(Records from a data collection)

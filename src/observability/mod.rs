//! Observability subsystem.
//!
//! # Data Flow
//! ```text
//! Bridge and host produce:
//!     → logging.rs (structured log events via tracing)
//!     → metrics.rs (lookup outcomes, dispatch counters and latency)
//!
//! Consumers:
//!     → stdout (fmt layer)
//!     → Prometheus scrape endpoint (optional)
//! ```
//!
//! # Design Decisions
//! - Request ID flows from the host into the dispatch failure log
//! - Metrics are cheap when no recorder is installed

pub mod logging;
pub mod metrics;
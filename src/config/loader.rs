//! Configuration loading from disk.

use std::fs;
use std::path::Path;

use crate::config::schema::BridgeConfig;
use crate::config::validation::{validate_config, ValidationError};

/// Error type for configuration loading.
#[derive(Debug)]
pub enum ConfigError {
    Io(std::io::Error),
    Parse(toml::de::Error),
    Validation(Vec<ValidationError>),
}

impl std::fmt::Display for ConfigError {
    fn fmt(&self, f: &mut std::fmt::Formatter<'_>) -> std::fmt::Result {
        match self {
            ConfigError::Io(e) => write!(f, "IO error: {}", e),
            ConfigError::Parse(e) => write!(f, "Parse error: {}", e),
            ConfigError::Validation(errors) => {
                write!(f, "Validation failed: ")?;
                for (i, err) in errors.iter().enumerate() {
                    if i > 0 {
                        write!(f, ", ")?;
                    }
                    write!(f, "{}", err)?;
                }
                Ok(())
            }
        }
    }
}

impl std::error::Error for ConfigError {}

/// Parse and validate configuration from TOML text.
pub fn parse_config(content: &str) -> Result<BridgeConfig, ConfigError> {
    let config: BridgeConfig = toml::from_str(content).map_err(ConfigError::Parse)?;
    validate_config(&config).map_err(ConfigError::Validation)?;
    Ok(config)
}

/// Load and validate configuration from a TOML file.
pub fn load_config(path: &Path) -> Result<BridgeConfig, ConfigError> {
    let content = fs::read_to_string(path).map_err(ConfigError::Io)?;
    parse_config(&content)
}
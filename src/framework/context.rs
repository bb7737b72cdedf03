//! Per-request host context slot.
//!
//! The dispatch entry point scopes the host's context around the
//! framework's dispatch; handlers read it back with [`current`].
//! The slot is task-local: work spawned onto other tasks does not see it.

use std::future::Future;

use crate::host::HostContext;

tokio::task_local! {
    static HOST_CONTEXT: HostContext;
}

/// Run `fut` with `ctx` installed as the current host context.
pub async fn scope<F>(ctx: HostContext, fut: F) -> F::Output
where
    F: Future,
{
    HOST_CONTEXT.scope(ctx, fut).await
}

/// The host context of the request being processed, if any.
pub fn current() -> Option<HostContext> {
    HOST_CONTEXT.try_with(|ctx| ctx.clone()).ok()
}
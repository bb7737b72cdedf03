//! HTTP verbs understood by the route table.
//!
//! # Design Decisions
//! - Closed enum instead of `http::Method`: only six verbs are routable
//! - "ALL" lives in `DeclaredMethod`, never in `RoutableMethod`, so the
//!   sentinel cannot reach the matcher unexpanded
//! - HEAD is not routable; lookups normalize it to GET first

use std::fmt;
use std::str::FromStr;

use axum::http::Method;
use serde::{Deserialize, Serialize};
use thiserror::Error;

/// One member of the fixed set of routable HTTP verbs.
#[derive(Debug, Clone, Copy, PartialEq, Eq, Hash, Serialize, Deserialize)]
#[serde(rename_all = "UPPERCASE")]
pub enum RoutableMethod {
    Get,
    Post,
    Put,
    Patch,
    Delete,
    Options,
}

impl RoutableMethod {
    /// Every routable method, in the order refresh expands them.
    pub const ALL: [RoutableMethod; 6] = [
        RoutableMethod::Get,
        RoutableMethod::Post,
        RoutableMethod::Put,
        RoutableMethod::Patch,
        RoutableMethod::Delete,
        RoutableMethod::Options,
    ];

    pub fn as_str(&self) -> &'static str {
        match self {
            RoutableMethod::Get => "GET",
            RoutableMethod::Post => "POST",
            RoutableMethod::Put => "PUT",
            RoutableMethod::Patch => "PATCH",
            RoutableMethod::Delete => "DELETE",
            RoutableMethod::Options => "OPTIONS",
        }
    }

    /// Convert from a request method. Returns `None` outside the routable set.
    pub fn from_http(method: &Method) -> Option<Self> {
        match *method {
            Method::GET => Some(RoutableMethod::Get),
            Method::POST => Some(RoutableMethod::Post),
            Method::PUT => Some(RoutableMethod::Put),
            Method::PATCH => Some(RoutableMethod::Patch),
            Method::DELETE => Some(RoutableMethod::Delete),
            Method::OPTIONS => Some(RoutableMethod::Options),
            _ => None,
        }
    }

    pub fn to_http(self) -> Method {
        match self {
            RoutableMethod::Get => Method::GET,
            RoutableMethod::Post => Method::POST,
            RoutableMethod::Put => Method::PUT,
            RoutableMethod::Patch => Method::PATCH,
            RoutableMethod::Delete => Method::DELETE,
            RoutableMethod::Options => Method::OPTIONS,
        }
    }
}

impl fmt::Display for RoutableMethod {
    fn fmt(&self, f: &mut fmt::Formatter<'_>) -> fmt::Result {
        f.write_str(self.as_str())
    }
}

/// A method string outside the routable set.
#[derive(Debug, Clone, PartialEq, Eq, Error)]
#[error("unsupported method `{0}`; expected one of GET, POST, PUT, PATCH, DELETE, OPTIONS")]
pub struct UnknownMethod(pub String);

impl FromStr for RoutableMethod {
    type Err = UnknownMethod;

    fn from_str(s: &str) -> Result<Self, Self::Err> {
        RoutableMethod::ALL
            .iter()
            .copied()
            .find(|m| m.as_str().eq_ignore_ascii_case(s.trim()))
            .ok_or_else(|| UnknownMethod(s.to_string()))
    }
}

/// The method an embedded framework records for a route.
#[derive(Debug, Clone, Copy, PartialEq, Eq, Hash)]
pub enum DeclaredMethod {
    /// The "ALL" sentinel: applies to every routable method.
    All,
    Only(RoutableMethod),
}

impl DeclaredMethod {
    /// True when a route declared with `self` serves `method`.
    pub fn covers(&self, method: RoutableMethod) -> bool {
        match self {
            DeclaredMethod::All => true,
            DeclaredMethod::Only(m) => *m == method,
        }
    }
}

impl From<RoutableMethod> for DeclaredMethod {
    fn from(method: RoutableMethod) -> Self {
        DeclaredMethod::Only(method)
    }
}

impl fmt::Display for DeclaredMethod {
    fn fmt(&self, f: &mut fmt::Formatter<'_>) -> fmt::Result {
        match self {
            DeclaredMethod::All => f.write_str("ALL"),
            DeclaredMethod::Only(m) => m.fmt(f),
        }
    }
}

impl FromStr for DeclaredMethod {
    type Err = UnknownMethod;

    fn from_str(s: &str) -> Result<Self, Self::Err> {
        if s.trim().eq_ignore_ascii_case("ALL") {
            Ok(DeclaredMethod::All)
        } else {
            s.parse().map(DeclaredMethod::Only)
        }
    }
}

/// HEAD responses mirror GET; the transport drops the body.
pub fn normalize(method: &Method) -> Method {
    if *method == Method::HEAD {
        Method::GET
    } else {
        method.clone()
    }
}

◆ INSTRUCTIONS FOR THE TASK
Would you please write out all the entries exactly?

◆ SOLVED PROBLEM
filename src/observability/mod.rs
//! Observability subsystem.
//!
//! # Data Flow
//! ```text
//! Bridge and host produce:
//!     → logging.rs (structured log events via tracing)
//!     → metrics.rs (lookup outcomes, dispatch counters and latency)
//!
//! Consumers:
//!     → stdout (fmt layer)
//!     → Prometheus scrape endpoint (optional)
//! ```
//!
//! # Design Decisions
//! - Request ID flows from the host into the dispatch failure log
//! - Metrics are cheap when no recorder is installed

pub mod logging;
pub mod metrics;
filename src/config/loader.rs
//! Configuration loading from disk.

use std::fs;
use std::path::Path;

use crate::config::schema::BridgeConfig;
use crate::config::validation::{validate_config, ValidationError};

/// Error type for configuration loading.
#[derive(Debug)]
pub enum ConfigError {
    Io(std::io::Error),
    Parse(toml::de::Error),
    Validation(Vec<ValidationError>),
}

impl std::fmt::Display for ConfigError {
    fn fmt(&self, f: &mut std::fmt::Formatter<'_>) -> std::fmt::Result {
        match self {
            ConfigError::Io(e) => write!(f, "IO error: {}", e),
            ConfigError::Parse(e) => write!(f, "Parse error: {}", e),
            ConfigError::Validation(errors) => {
                write!(f, "Validation failed: ")?;
                for (i, err) in errors.iter().enumerate() {
                    if i > 0 {
                        write!(f, ", ")?;
                    }
                    write!(f, "{}", err)?;
                }
                Ok(())
            }
        }
    }
}

impl std::error::Error for ConfigError {}

/// Parse and validate configuration from TOML text.
pub fn parse_config(content: &str) -> Result<BridgeConfig, ConfigError> {
    let config: BridgeConfig = toml::from_str(content).map_err(ConfigError::Parse)?;
    validate_config(&config).map_err(ConfigError::Validation)?;
    Ok(config)
}

/// Load and validate configuration from a TOML file.
pub fn load_config(path: &Path) -> Result<BridgeConfig, ConfigError> {
    let content = fs::read_to_string(path).map_err(ConfigError::Io)?;
    parse_config(&content)
}
filename src/framework/context.rs
repository bb7737b72cdedf03
//! Per-request host context slot.
//!
//! The dispatch entry point scopes the host's context around the
//! framework's dispatch; handlers read it back with [`current`].
//! The slot is task-local: work spawned onto other tasks does not see it.

use std::future::Future;

use crate::host::HostContext;

tokio::task_local! {
    static HOST_CONTEXT: HostContext;
}

/// Run `fut` with `ctx` installed as the current host context.
pub async fn scope<F>(ctx: HostContext, fut: F) -> F::Output
where
    F: Future,
{
    HOST_CONTEXT.scope(ctx, fut).await
}

/// The host context of the request being processed, if any.
pub fn current() -> Option<HostContext> {
    HOST_CONTEXT.try_with(|ctx| ctx.clone()).ok()
}
repository bb7737b72cdedf03
//! HTTP verbs understood by the route table.
//!
//! # Design Decisions
//! - Closed enum instead of `http::Method`: only six verbs are routable
//! - "ALL" lives in `DeclaredMethod`, never in `RoutableMethod`, so the
//!   sentinel cannot reach the matcher unexpanded
//! - HEAD is not routable; lookups normalize it to GET first

use std::fmt;
use std::str::FromStr;

use axum::http::Method;
use serde::{Deserialize, Serialize};
use thiserror::Error;

/// One member of the fixed set of routable HTTP verbs.
#[derive(Debug, Clone, Copy, PartialEq, Eq, Hash, Serialize, Deserialize)]
#[serde(rename_all = "UPPERCASE")]
pub enum RoutableMethod {
    Get,
    Post,
    Put,
    Patch,
    Delete,
    Options,
}

impl RoutableMethod {
    /// Every routable method, in the order refresh expands them.
    pub const ALL: [RoutableMethod; 6] = [
        RoutableMethod::Get,
        RoutableMethod::Post,
        RoutableMethod::Put,
        RoutableMethod::Patch,
        RoutableMethod::Delete,
        RoutableMethod::Options,
    ];

    pub fn as_str(&self) -> &'static str {
        match self {
            RoutableMethod::Get => "GET",
            RoutableMethod::Post => "POST",
            RoutableMethod::Put => "PUT",
            RoutableMethod::Patch => "PATCH",
            RoutableMethod::Delete => "DELETE",
            RoutableMethod::Options => "OPTIONS",
        }
    }

    /// Convert from a request method. Returns `None` outside the routable set.
    pub fn from_http(method: &Method) -> Option<Self> {
        match *method {
            Method::GET => Some(RoutableMethod::Get),
            Method::POST => Some(RoutableMethod::Post),
            Method::PUT => Some(RoutableMethod::Put),
            Method::PATCH => Some(RoutableMethod::Patch),
            Method::DELETE => Some(RoutableMethod::Delete),
            Method::OPTIONS => Some(RoutableMethod::Options),
            _ => None,
        }
    }

    pub fn to_http(self) -> Method {
        match self {
            RoutableMethod::Get => Method::GET,
            RoutableMethod::Post => Method::POST,
            RoutableMethod::Put => Method::PUT,
            RoutableMethod::Patch => Method::PATCH,
            RoutableMethod::Delete => Method::DELETE,
            RoutableMethod::Options => Method::OPTIONS,
        }
    }
}

impl fmt::Display for RoutableMethod {
    fn fmt(&self, f: &mut fmt::Formatter<'_>) -> fmt::Result {
        f.write_str(self.as_str())
    }
}

/// A method string outside the routable set.
#[derive(Debug, Clone, PartialEq, Eq, Error)]
#[error("unsupported method `{0}`; expected one of GET, POST, PUT, PATCH, DELETE, OPTIONS")]
pub struct UnknownMethod(pub String);

impl FromStr for RoutableMethod {
    type Err = UnknownMethod;

    fn from_str(s: &str) -> Result<Self, Self::Err> {
        RoutableMethod::ALL
            .iter()
            .copied()
            .find(|m| m.as_str().eq_ignore_ascii_case(s.trim()))
            .ok_or_else(|| UnknownMethod(s.to_string()))
    }
}

/// The method an embedded framework records for a route.
#[derive(Debug, Clone, Copy, PartialEq, Eq, Hash)]
pub enum DeclaredMethod {
    /// The "ALL" sentinel: applies to every routable method.
    All,
    Only(RoutableMethod),
}

impl DeclaredMethod {
    /// True when a route declared with `self` serves `method`.
    pub fn covers(&self, method: RoutableMethod) -> bool {
        match self {
            DeclaredMethod::All => true,
            DeclaredMethod::Only(m) => *m == method,
        }
    }
}

impl From<RoutableMethod> for DeclaredMethod {
    fn from(method: RoutableMethod) -> Self {
        DeclaredMethod::Only(method)
    }
}

impl fmt::Display for DeclaredMethod {
    fn fmt(&self, f: &mut fmt::Formatter<'_>) -> fmt::Result {
        match self {
            DeclaredMethod::All => f.write_str("ALL"),
            DeclaredMethod::Only(m) => m.fmt(f),
        }
    }
}

impl FromStr for DeclaredMethod {
    type Err = UnknownMethod;

    fn from_str(s: &str) -> Result<Self, Self::Err> {
        if s.trim().eq_ignore_ascii_case("ALL") {
            Ok(DeclaredMethod::All)
        } else {
            s.parse().map(DeclaredMethod::Only)
        }
    }
}

/// HEAD responses mirror GET; the transport drops the body.
pub fn normalize(method: &Method) -> Method {
    if *method == Method::HEAD {
        Method::GET
    } else {
        method.clone()
    }
}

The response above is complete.